Il libro di Portoghesi è entrato, giustamente, nel canone dei testi di riferimento borrominiani, ed è stato ripubblicato periodicamente sino al 1990. Architetto lui stesso, Portoghesi era riuscito a restituire un’immagine coerente e a tutto tondo del lavoro di Borromini, spesso affidato ai soli, seppur numerosi, disegni, che eseguiva senza sosta e che in larga parte erano riprodotti nel volume. Un altro punto di forza di quel libro era infatti lo straordinario apparato illustrativo, ricchissimo, una vera festa per gli occhi. Da quel 1967 molti altri studiosi hanno dedicato i loro sforzi e le loro energie all’architetto ticinese. Basterà citare, pars pro toto, il volume di Joseph Connors, Borromini e l’Oratorio Romano, pubblicato in Italia nel 1989 (Einaudi, «Biblioteca di storia dell’arte»).
Anche per rendere conto della mole di studi accumulatisi dal 1967, Paolo Portoghesi ha deciso di riscrivere il suo libro. Pubblicato ora da Skira, con titolo differente rispetto alla prima edizione: Borromini La vita e le opere (pp. 632, 309 ill. col., 500 ill. b/n, euro 90,00). Non è semplicemente la ripubblicazione del libro del ’67. Scrisse una volta un grande storico dell’arte che «i libri non si rammodernano se non riscrivendoli da capo». Ed è il principio che in larga parte ha seguito Portoghesi in questa nuova impresa. Il testo è stato in larghissima parte riscritto e ampliato, così come sono state eseguite ex-novo alcune delle (numerosissime) fotografie che accompagnano il volume.

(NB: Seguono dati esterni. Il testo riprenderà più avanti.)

/// Admin session storage and timeout policy
use crate::{
    admin::{users::USER_COLUMNS, AdminUser, Role},
    config::SessionConfig,
    crypto::random_token,
    db,
    error::HoleResult,
};
use chrono::{DateTime, Duration, Utc};
use serde::Serialize;
use sqlx::{sqlite::SqliteRow, Row, SqlitePool};

/// Server-side session record
///
/// The id is the bearer credential carried in the session cookie.
#[derive(Debug, Clone, Serialize)]
#[serde(rename_all = "camelCase")]
pub struct AdminSession {
    #[serde(skip)]
    pub id: String,
    pub user_id: String,
    pub created_at: DateTime<Utc>,
    pub last_activity_at: DateTime<Utc>,
    pub expires_at: DateTime<Utc>,
    pub ip_address: Option<String>,
    pub user_agent: Option<String>,
}

impl AdminSession {
    fn from_row(row: &SqliteRow) -> HoleResult<Self> {
        let created_at: String = row.get("s_created_at");
        let last_activity_at: String = row.get("s_last_activity_at");
        let expires_at: String = row.get("s_expires_at");

        Ok(Self {
            id: row.get("s_id"),
            user_id: row.get("s_user_id"),
            created_at: db::parse_timestamp(&created_at)?,
            last_activity_at: db::parse_timestamp(&last_activity_at)?,
            expires_at: db::parse_timestamp(&expires_at)?,
            ip_address: row.get("s_ip_address"),
            user_agent: row.get("s_user_agent"),
        })
    }
}

/// Which soft limit a session breached
#[derive(Debug, Clone, Copy, PartialEq, Eq, Serialize)]
#[serde(rename_all = "lowercase")]
pub enum TimeoutReason {
    Idle,
    Absolute,
}

impl TimeoutReason {
    pub fn as_str(&self) -> &'static str {
        match self {
            TimeoutReason::Idle => "idle",
            TimeoutReason::Absolute => "absolute",
        }
    }
}

const SESSION_COLUMNS: &str = "s.id AS s_id, s.user_id AS s_user_id, s.created_at AS s_created_at, \
    s.last_activity_at AS s_last_activity_at, s.expires_at AS s_expires_at, \
    s.ip_address AS s_ip_address, s.user_agent AS s_user_agent";

/// Session store
#[derive(Clone)]
pub struct SessionStore {
    db: SqlitePool,
    config: SessionConfig,
}

impl SessionStore {
    pub fn new(db: SqlitePool, config: SessionConfig) -> Self {
        Self { db, config }
    }

    /// Create a session with the configured hard expiry
    pub async fn create_session(
        &self,
        user_id: &str,
        ip_hash: &str,
        user_agent: &str,
    ) -> HoleResult<AdminSession> {
        let now = Utc::now();
        let session = AdminSession {
            id: random_token(),
            user_id: user_id.to_string(),
            created_at: now,
            last_activity_at: now,
            expires_at: now + self.config.hard_expiry,
            ip_address: Some(ip_hash.to_string()),
            user_agent: Some(user_agent.to_string()),
        };

        sqlx::query(
            r#"
            INSERT INTO admin_sessions (id, user_id, created_at, last_activity_at, expires_at, ip_address, user_agent)
            VALUES (?, ?, ?, ?, ?, ?, ?)
            "#,
        )
        .bind(&session.id)
        .bind(&session.user_id)
        .bind(db::timestamp(now))
        .bind(db::timestamp(now))
        .bind(db::timestamp(session.expires_at))
        .bind(&session.ip_address)
        .bind(&session.user_agent)
        .execute(&self.db)
        .await?;

        Ok(session)
    }

    /// Resolve a session token to its live session and user
    ///
    /// `None` when the session is unknown or hard-expired, or when the user is
    /// inactive or not yet activated.
    pub async fn validate_session(
        &self,
        session_id: &str,
    ) -> HoleResult<Option<(AdminUser, AdminSession)>> {
        let user_columns = USER_COLUMNS
            .split(", ")
            .map(|c| format!("u.{0} AS {0}", c.trim()))
            .collect::<Vec<_>>()
            .join(", ");

        let row = sqlx::query(&format!(
            r#"
            SELECT {}, {}
            FROM admin_sessions s
            JOIN admin_users u ON u.id = s.user_id
            WHERE s.id = ? AND s.expires_at > ?
            "#,
            SESSION_COLUMNS, user_columns
        ))
        .bind(session_id)
        .bind(db::now_timestamp())
        .fetch_optional(&self.db)
        .await?;

        let Some(row) = row else {
            return Ok(None);
        };

        let user = AdminUser::from_row(&row)?;
        if !user.can_sign_in() {
            return Ok(None);
        }

        Ok(Some((user, AdminSession::from_row(&row)?)))
    }

    /// Idle and absolute limits for a role
    pub fn limits_for(&self, role: Role) -> (Duration, Duration) {
        match role {
            Role::Admin => (self.config.admin_idle, self.config.admin_absolute),
            Role::Editor | Role::Viewer => (self.config.staff_idle, self.config.staff_absolute),
        }
    }

    /// Check the role's soft timeouts against `now`
    pub fn check_soft_timeout(
        &self,
        session: &AdminSession,
        role: Role,
        now: DateTime<Utc>,
    ) -> Option<TimeoutReason> {
        let (idle, absolute) = self.limits_for(role);

        if now - session.created_at > absolute {
            Some(TimeoutReason::Absolute)
        } else if now - session.last_activity_at > idle {
            Some(TimeoutReason::Idle)
        } else {
            None
        }
    }

    /// Record activity on a session
    pub async fn touch(&self, session_id: &str) -> HoleResult<()> {
        sqlx::query("UPDATE admin_sessions SET last_activity_at = ? WHERE id = ?")
            .bind(db::now_timestamp())
            .bind(session_id)
            .execute(&self.db)
            .await?;
        Ok(())
    }

    pub async fn invalidate(&self, session_id: &str) -> HoleResult<()> {
        sqlx::query("DELETE FROM admin_sessions WHERE id = ?")
            .bind(session_id)
            .execute(&self.db)
            .await?;
        Ok(())
    }

    /// Remove all of a user's sessions, optionally keeping one
    pub async fn invalidate_all_for_user(
        &self,
        user_id: &str,
        except: Option<&str>,
    ) -> HoleResult<u64> {
        let result = sqlx::query(
            "DELETE FROM admin_sessions WHERE user_id = ? AND (? IS NULL OR id != ?)",
        )
        .bind(user_id)
        .bind(except)
        .bind(except)
        .execute(&self.db)
        .await?;

        Ok(result.rows_affected())
    }

    /// Live sessions for a user, most recently active first
    pub async fn list_for_user(&self, user_id: &str) -> HoleResult<Vec<AdminSession>> {
        let rows = sqlx::query(&format!(
            r#"
            SELECT {}
            FROM admin_sessions s
            WHERE s.user_id = ? AND s.expires_at > ?
            ORDER BY s.last_activity_at DESC
            "#,
            SESSION_COLUMNS
        ))
        .bind(user_id)
        .bind(db::now_timestamp())
        .fetch_all(&self.db)
        .await?;

        rows.iter().map(AdminSession::from_row).collect()
    }

    /// Delete hard-expired sessions
    pub async fn purge_expired(&self) -> HoleResult<u64> {
        let result = sqlx::query("DELETE FROM admin_sessions WHERE expires_at <= ?")
            .bind(db::now_timestamp())
            .execute(&self.db)
            .await?;
        Ok(result.rows_affected())
    }
}

#[cfg(test)]
mod tests {
    use super::*;
    use crate::admin::{AdminUserManager, NewAdminUser};

    async fn setup(activated: bool) -> (SqlitePool, SessionStore, String) {
        let pool = db::connect_in_memory().await.unwrap();
        let mut conn = pool.acquire().await.unwrap();
        let user_id = AdminUserManager::insert(
            &mut conn,
            NewAdminUser {
                email: "staff@example.com",
                password_hash: "1:00:00",
                first_name: "Staff",
                last_name: "Member",
                role: Role::Editor,
                activated,
            },
        )
        .await
        .unwrap();
        drop(conn);

        let store = SessionStore::new(pool.clone(), SessionConfig::default());
        (pool, store, user_id)
    }

    fn session_at(created: DateTime<Utc>, last: DateTime<Utc>) -> AdminSession {
        AdminSession {
            id: "s".into(),
            user_id: "u".into(),
            created_at: created,
            last_activity_at: last,
            expires_at: created + Duration::hours(24),
            ip_address: None,
            user_agent: None,
        }
    }

    #[tokio::test]
    async fn test_create_and_validate() {
        let (_pool, store, user_id) = setup(true).await;
        let session = store.create_session(&user_id, "iphash", "test-agent").await.unwrap();
        assert_eq!(session.id.len(), 64);
        assert_eq!(session.expires_at - session.created_at, Duration::hours(24));

        let (user, found) = store.validate_session(&session.id).await.unwrap().unwrap();
        assert_eq!(user.id, user_id);
        assert_eq!(found.user_agent.as_deref(), Some("test-agent"));

        assert!(store.validate_session("missing").await.unwrap().is_none());
    }

    #[tokio::test]
    async fn test_unactivated_user_has_no_session() {
        let (_pool, store, user_id) = setup(false).await;
        let session = store.create_session(&user_id, "iphash", "ua").await.unwrap();
        assert!(store.validate_session(&session.id).await.unwrap().is_none());
    }

    #[tokio::test]
    async fn test_hard_expired_session_rejected() {
        let (pool, store, user_id) = setup(true).await;
        let session = store.create_session(&user_id, "iphash", "ua").await.unwrap();

        sqlx::query("UPDATE admin_sessions SET expires_at = ? WHERE id = ?")
            .bind(db::timestamp(Utc::now() - Duration::seconds(1)))
            .bind(&session.id)
            .execute(&pool)
            .await
            .unwrap();

        assert!(store.validate_session(&session.id).await.unwrap().is_none());
        assert_eq!(store.purge_expired().await.unwrap(), 1);
    }

    #[tokio::test]
    async fn test_soft_timeout_boundaries() {
        let (_pool, store, _) = setup(true).await;
        let now = Utc::now();
        let eps = Duration::seconds(1);

        // Admin idle: 15 minutes
        let admin_idle = Duration::minutes(15);
        let fresh = session_at(now - Duration::hours(1), now - (admin_idle - eps));
        assert_eq!(store.check_soft_timeout(&fresh, Role::Admin, now), None);
        let stale = session_at(now - Duration::hours(1), now - (admin_idle + eps));
        assert_eq!(
            store.check_soft_timeout(&stale, Role::Admin, now),
            Some(TimeoutReason::Idle)
        );

        // Same idle gap is fine for an editor (30 minutes)
        assert_eq!(store.check_soft_timeout(&stale, Role::Editor, now), None);

        // Absolute: 4 hours admin, 8 hours editor
        let old = session_at(now - (Duration::hours(4) + eps), now);
        assert_eq!(
            store.check_soft_timeout(&old, Role::Admin, now),
            Some(TimeoutReason::Absolute)
        );
        assert_eq!(store.check_soft_timeout(&old, Role::Viewer, now), None);
        let older = session_at(now - (Duration::hours(8) + eps), now);
        assert_eq!(
            store.check_soft_timeout(&older, Role::Viewer, now),
            Some(TimeoutReason::Absolute)
        );
    }

    #[tokio::test]
    async fn test_invalidate_all_except_current() {
        let (_pool, store, user_id) = setup(true).await;
        let keep = store.create_session(&user_id, "ip", "ua").await.unwrap();
        store.create_session(&user_id, "ip", "ua").await.unwrap();
        store.create_session(&user_id, "ip", "ua").await.unwrap();

        let revoked = store
            .invalidate_all_for_user(&user_id, Some(&keep.id))
            .await
            .unwrap();
        assert_eq!(revoked, 2);

        let remaining = store.list_for_user(&user_id).await.unwrap();
        assert_eq!(remaining.len(), 1);
        assert_eq!(remaining[0].id, keep.id);

        assert_eq!(store.invalidate_all_for_user(&user_id, None).await.unwrap(), 1);
    }
}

A chi abbia avuto tra le mani il precedente Borromini, questo nuovo non sembrerà così diverso a una prima occhiata: è stata mantenuta la partizione delle immagini in fondo ai capitoli, così come su carta di diverso colore – come era già nel 1967 – sono stati stampati, tutti a colori, i disegni. Ma non ci si lasci ingannare. Bisogna addentrarsi nelle pagine e seguire lo svolgersi, attraverso la narrazione di Portoghesi, dei lavori di Borromini nei diversi cantieri, il susseguirsi degli incarichi, lo sconforto nell’‘anno nero’ 1657, per cogliere quanto sia stato arricchito il testo. In molti punti è stato aggiornato, in altri modificato e accresciuto sulla base di una lettura critica di quel che nel frattempo è occorso negli studî.
Lo sguardo di Portoghesi è arricchito della sua stessa pratica dell’architettura, del suo modo di intendere il linguaggio di Borromini, per lui una specie di canone, attraverso l’evolversi del suo stesso linguaggio nella progettazione delle forme dell’oggi. E sicuramente è anche questo uno dei motivi per cui il Borromini che emerge dalle pagine del libro era, ed è, così convincente. Un ‘cantiere’ di ricerca, quello di Portoghesi su Borromini, che trova in questo libro una nuova, felicissima sintesi.